This ain’t just any old Camaro—it’s a 1969 Yenko Super Camaro, a beast that vanished into obscurity, only to claw its way back from the brink like some kind of automotive phoenix. Born in November ’68 at Norwood, Ohio’s assembly plant, this machine wasn’t your run-of-the-mill grocery-getter. No, sir. It rolled off the line as part of Yenko Chevrolet’s COPO orders, crafted for raw power during the golden age of muscle cars, back when gas was cheap and engines roared like thunder.

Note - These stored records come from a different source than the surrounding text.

use std::process::Command;

fn main() {
    let describe = Command::new("git")
        .args(["describe", "--tags", "--always", "--dirty"])
        .output()
        .ok()
        .filter(|out| out.status.success())
        .and_then(|out| String::from_utf8(out.stdout).ok())
        .map(|s| s.trim().to_string())
        .filter(|s| !s.is_empty())
        .unwrap_or_else(|| env!("CARGO_PKG_VERSION").to_string());

    println!("cargo:rustc-env=GIT_DESCRIBE={}", describe);
    println!("cargo:rerun-if-changed=.git/HEAD");
}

For decades, this beauty drifted from owner to owner, slipping in and out of sight like a ghost. Then, bam—early ’90s, it pops up at a Mecum auction in Indianapolis, freshly restored and turning heads. Old-timer gearheads still remember spotting it gleaming under showroom lights. But fame’s fickle, and by the late 2000s, the Camaro had faded into storage, collecting dust while the world moved on.

Then came the twist: a bank repo dragged it kicking and screaming back into the light. By the time it hit Tulsa’s 2008 Starbird Show, it was a shadow of itself—paint cracked, dull as dishwater, a far cry from its glory days. A week later? Tossed onto the block at Leake Auction, its fate hanging by a thread.
Enter Frank Payne of Flying A Restoration in Omaha. The guy’s a wizard with a wrench, and under his care, the Camaro got stripped, scrubbed, and reborn. Every nut, bolt, and stitch was brought back to showroom fresh, erasing years of neglect like magic. COPO Connection and Supercar Workshop gave it the nod, sealing its pedigree as the real deal. Boom—back in the Supercar Registry like it never left.
Now? Under that hood lurks a monster: a 427-cubic-inch L72 V8, churning out 425 horses and 460 lb-ft of torque. Dressed in Fathom Green, oozing original COPO vibes, it’s a rolling piece of history. If this bad boy ever hits the auction block again, experts reckon it’ll fetch anywhere from $375K to half a mil. Not bad for a car that time nearly forgot, huh?